> _INPUT MATERIAL_
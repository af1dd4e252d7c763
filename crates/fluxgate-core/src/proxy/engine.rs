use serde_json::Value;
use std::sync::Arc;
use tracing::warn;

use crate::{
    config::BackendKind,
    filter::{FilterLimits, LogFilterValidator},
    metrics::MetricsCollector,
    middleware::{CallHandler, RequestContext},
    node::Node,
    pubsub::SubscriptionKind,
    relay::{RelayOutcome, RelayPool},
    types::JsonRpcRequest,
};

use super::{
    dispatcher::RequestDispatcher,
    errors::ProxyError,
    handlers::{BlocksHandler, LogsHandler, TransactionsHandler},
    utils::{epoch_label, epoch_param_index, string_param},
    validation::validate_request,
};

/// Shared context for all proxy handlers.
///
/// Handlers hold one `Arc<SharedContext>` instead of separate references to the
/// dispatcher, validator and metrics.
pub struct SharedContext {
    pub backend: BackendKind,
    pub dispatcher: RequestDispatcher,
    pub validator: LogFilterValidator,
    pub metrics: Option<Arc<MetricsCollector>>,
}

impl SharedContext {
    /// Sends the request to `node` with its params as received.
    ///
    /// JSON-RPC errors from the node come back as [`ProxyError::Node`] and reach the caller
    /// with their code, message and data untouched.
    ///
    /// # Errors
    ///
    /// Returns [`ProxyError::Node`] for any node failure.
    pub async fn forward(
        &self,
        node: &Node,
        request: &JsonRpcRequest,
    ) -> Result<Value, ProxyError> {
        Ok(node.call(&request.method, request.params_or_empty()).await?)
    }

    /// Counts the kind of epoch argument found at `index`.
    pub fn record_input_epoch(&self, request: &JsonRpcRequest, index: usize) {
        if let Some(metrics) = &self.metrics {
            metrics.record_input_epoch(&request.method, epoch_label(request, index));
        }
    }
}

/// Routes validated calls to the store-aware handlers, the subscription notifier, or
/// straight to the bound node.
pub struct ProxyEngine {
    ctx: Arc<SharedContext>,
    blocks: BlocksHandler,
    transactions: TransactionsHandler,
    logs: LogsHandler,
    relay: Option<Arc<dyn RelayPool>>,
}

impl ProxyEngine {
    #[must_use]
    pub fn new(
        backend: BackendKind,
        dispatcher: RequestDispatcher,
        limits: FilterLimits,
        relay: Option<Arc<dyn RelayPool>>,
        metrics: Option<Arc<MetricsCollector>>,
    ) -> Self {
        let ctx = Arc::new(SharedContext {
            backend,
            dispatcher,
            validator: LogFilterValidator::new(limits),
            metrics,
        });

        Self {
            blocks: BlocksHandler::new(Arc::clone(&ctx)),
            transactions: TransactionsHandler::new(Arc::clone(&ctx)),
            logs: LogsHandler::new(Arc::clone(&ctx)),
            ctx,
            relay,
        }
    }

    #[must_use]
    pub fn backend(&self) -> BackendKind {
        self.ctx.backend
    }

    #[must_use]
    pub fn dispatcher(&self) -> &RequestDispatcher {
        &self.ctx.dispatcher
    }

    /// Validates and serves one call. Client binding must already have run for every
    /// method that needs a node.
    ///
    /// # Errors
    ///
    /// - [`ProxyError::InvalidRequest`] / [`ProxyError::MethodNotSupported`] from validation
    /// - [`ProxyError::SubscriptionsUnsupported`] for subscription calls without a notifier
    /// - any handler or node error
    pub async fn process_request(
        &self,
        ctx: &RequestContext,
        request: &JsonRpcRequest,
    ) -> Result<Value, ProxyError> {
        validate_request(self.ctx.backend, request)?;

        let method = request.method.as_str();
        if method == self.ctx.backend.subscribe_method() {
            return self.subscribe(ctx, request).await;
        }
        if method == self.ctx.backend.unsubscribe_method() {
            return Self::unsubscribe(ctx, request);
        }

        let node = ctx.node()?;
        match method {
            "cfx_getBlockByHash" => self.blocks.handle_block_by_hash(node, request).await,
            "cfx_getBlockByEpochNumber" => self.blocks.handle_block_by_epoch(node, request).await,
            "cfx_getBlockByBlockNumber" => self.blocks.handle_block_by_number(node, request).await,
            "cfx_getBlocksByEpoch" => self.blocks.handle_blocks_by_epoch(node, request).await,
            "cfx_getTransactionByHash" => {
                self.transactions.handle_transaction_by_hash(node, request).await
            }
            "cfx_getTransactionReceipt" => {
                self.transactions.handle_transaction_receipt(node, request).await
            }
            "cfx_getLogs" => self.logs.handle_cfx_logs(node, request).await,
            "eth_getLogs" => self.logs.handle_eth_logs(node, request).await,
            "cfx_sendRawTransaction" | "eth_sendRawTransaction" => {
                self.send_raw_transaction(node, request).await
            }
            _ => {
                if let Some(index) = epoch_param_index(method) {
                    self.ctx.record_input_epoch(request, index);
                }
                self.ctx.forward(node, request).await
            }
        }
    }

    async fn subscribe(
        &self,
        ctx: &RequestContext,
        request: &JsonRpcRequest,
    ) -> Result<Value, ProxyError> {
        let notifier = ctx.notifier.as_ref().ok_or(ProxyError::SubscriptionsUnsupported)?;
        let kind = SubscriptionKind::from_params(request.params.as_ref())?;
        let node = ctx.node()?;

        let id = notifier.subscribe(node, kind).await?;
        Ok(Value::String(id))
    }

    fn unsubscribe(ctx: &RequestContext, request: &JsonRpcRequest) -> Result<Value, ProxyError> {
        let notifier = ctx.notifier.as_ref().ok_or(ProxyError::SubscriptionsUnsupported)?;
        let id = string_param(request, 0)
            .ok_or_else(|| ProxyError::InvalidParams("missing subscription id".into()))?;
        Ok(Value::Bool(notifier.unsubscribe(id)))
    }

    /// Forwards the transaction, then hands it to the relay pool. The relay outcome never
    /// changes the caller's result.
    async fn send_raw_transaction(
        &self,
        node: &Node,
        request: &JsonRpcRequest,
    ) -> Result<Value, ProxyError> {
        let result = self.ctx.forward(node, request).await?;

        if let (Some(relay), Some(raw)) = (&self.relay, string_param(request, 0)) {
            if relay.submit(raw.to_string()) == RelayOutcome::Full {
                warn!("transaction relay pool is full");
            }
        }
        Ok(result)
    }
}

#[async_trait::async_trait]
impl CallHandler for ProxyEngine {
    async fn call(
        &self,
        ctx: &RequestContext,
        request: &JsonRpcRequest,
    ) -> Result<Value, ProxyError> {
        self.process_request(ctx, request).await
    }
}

> _AIM OF THE TASK_
Every entry in the listing should be retyped exactly.

> _RESPONSE TO THIS EXERCISE_
repository af1dd4e252d7c763
filename crates/fluxgate-core/src/proxy/engine.rs
use serde_json::Value;
use std::sync::Arc;
use tracing::warn;

use crate::{
    config::BackendKind,
    filter::{FilterLimits, LogFilterValidator},
    metrics::MetricsCollector,
    middleware::{CallHandler, RequestContext},
    node::Node,
    pubsub::SubscriptionKind,
    relay::{RelayOutcome, RelayPool},
    types::JsonRpcRequest,
};

use super::{
    dispatcher::RequestDispatcher,
    errors::ProxyError,
    handlers::{BlocksHandler, LogsHandler, TransactionsHandler},
    utils::{epoch_label, epoch_param_index, string_param},
    validation::validate_request,
};

/// Shared context for all proxy handlers.
///
/// Handlers hold one `Arc<SharedContext>` instead of separate references to the
/// dispatcher, validator and metrics.
pub struct SharedContext {
    pub backend: BackendKind,
    pub dispatcher: RequestDispatcher,
    pub validator: LogFilterValidator,
    pub metrics: Option<Arc<MetricsCollector>>,
}

impl SharedContext {
    /// Sends the request to `node` with its params as received.
    ///
    /// JSON-RPC errors from the node come back as [`ProxyError::Node`] and reach the caller
    /// with their code, message and data untouched.
    ///
    /// # Errors
    ///
    /// Returns [`ProxyError::Node`] for any node failure.
    pub async fn forward(
        &self,
        node: &Node,
        request: &JsonRpcRequest,
    ) -> Result<Value, ProxyError> {
        Ok(node.call(&request.method, request.params_or_empty()).await?)
    }

    /// Counts the kind of epoch argument found at `index`.
    pub fn record_input_epoch(&self, request: &JsonRpcRequest, index: usize) {
        if let Some(metrics) = &self.metrics {
            metrics.record_input_epoch(&request.method, epoch_label(request, index));
        }
    }
}

/// Routes validated calls to the store-aware handlers, the subscription notifier, or
/// straight to the bound node.
pub struct ProxyEngine {
    ctx: Arc<SharedContext>,
    blocks: BlocksHandler,
    transactions: TransactionsHandler,
    logs: LogsHandler,
    relay: Option<Arc<dyn RelayPool>>,
}

impl ProxyEngine {
    #[must_use]
    pub fn new(
        backend: BackendKind,
        dispatcher: RequestDispatcher,
        limits: FilterLimits,
        relay: Option<Arc<dyn RelayPool>>,
        metrics: Option<Arc<MetricsCollector>>,
    ) -> Self {
        let ctx = Arc::new(SharedContext {
            backend,
            dispatcher,
            validator: LogFilterValidator::new(limits),
            metrics,
        });

        Self {
            blocks: BlocksHandler::new(Arc::clone(&ctx)),
            transactions: TransactionsHandler::new(Arc::clone(&ctx)),
            logs: LogsHandler::new(Arc::clone(&ctx)),
            ctx,
            relay,
        }
    }

    #[must_use]
    pub fn backend(&self) -> BackendKind {
        self.ctx.backend
    }

    #[must_use]
    pub fn dispatcher(&self) -> &RequestDispatcher {
        &self.ctx.dispatcher
    }

    /// Validates and serves one call. Client binding must already have run for every
    /// method that needs a node.
    ///
    /// # Errors
    ///
    /// - [`ProxyError::InvalidRequest`] / [`ProxyError::MethodNotSupported`] from validation
    /// - [`ProxyError::SubscriptionsUnsupported`] for subscription calls without a notifier
    /// - any handler or node error
    pub async fn process_request(
        &self,
        ctx: &RequestContext,
        request: &JsonRpcRequest,
    ) -> Result<Value, ProxyError> {
        validate_request(self.ctx.backend, request)?;

        let method = request.method.as_str();
        if method == self.ctx.backend.subscribe_method() {
            return self.subscribe(ctx, request).await;
        }
        if method == self.ctx.backend.unsubscribe_method() {
            return Self::unsubscribe(ctx, request);
        }

        let node = ctx.node()?;
        match method {
            "cfx_getBlockByHash" => self.blocks.handle_block_by_hash(node, request).await,
            "cfx_getBlockByEpochNumber" => self.blocks.handle_block_by_epoch(node, request).await,
            "cfx_getBlockByBlockNumber" => self.blocks.handle_block_by_number(node, request).await,
            "cfx_getBlocksByEpoch" => self.blocks.handle_blocks_by_epoch(node, request).await,
            "cfx_getTransactionByHash" => {
                self.transactions.handle_transaction_by_hash(node, request).await
            }
            "cfx_getTransactionReceipt" => {
                self.transactions.handle_transaction_receipt(node, request).await
            }
            "cfx_getLogs" => self.logs.handle_cfx_logs(node, request).await,
            "eth_getLogs" => self.logs.handle_eth_logs(node, request).await,
            "cfx_sendRawTransaction" | "eth_sendRawTransaction" => {
                self.send_raw_transaction(node, request).await
            }
            _ => {
                if let Some(index) = epoch_param_index(method) {
                    self.ctx.record_input_epoch(request, index);
                }
                self.ctx.forward(node, request).await
            }
        }
    }

    async fn subscribe(
        &self,
        ctx: &RequestContext,
        request: &JsonRpcRequest,
    ) -> Result<Value, ProxyError> {
        let notifier = ctx.notifier.as_ref().ok_or(ProxyError::SubscriptionsUnsupported)?;
        let kind = SubscriptionKind::from_params(request.params.as_ref())?;
        let node = ctx.node()?;

        let id = notifier.subscribe(node, kind).await?;
        Ok(Value::String(id))
    }

    fn unsubscribe(ctx: &RequestContext, request: &JsonRpcRequest) -> Result<Value, ProxyError> {
        let notifier = ctx.notifier.as_ref().ok_or(ProxyError::SubscriptionsUnsupported)?;
        let id = string_param(request, 0)
            .ok_or_else(|| ProxyError::InvalidParams("missing subscription id".into()))?;
        Ok(Value::Bool(notifier.unsubscribe(id)))
    }

    /// Forwards the transaction, then hands it to the relay pool. The relay outcome never
    /// changes the caller's result.
    async fn send_raw_transaction(
        &self,
        node: &Node,
        request: &JsonRpcRequest,
    ) -> Result<Value, ProxyError> {
        let result = self.ctx.forward(node, request).await?;

        if let (Some(relay), Some(raw)) = (&self.relay, string_param(request, 0)) {
            if relay.submit(raw.to_string()) == RelayOutcome::Full {
                warn!("transaction relay pool is full");
            }
        }
        Ok(result)
    }
}

#[async_trait::async_trait]
impl CallHandler for ProxyEngine {
    async fn call(
        &self,
        ctx: &RequestContext,
        request: &JsonRpcRequest,
    ) -> Result<Value, ProxyError> {
        self.process_request(ctx, request).await
    }
}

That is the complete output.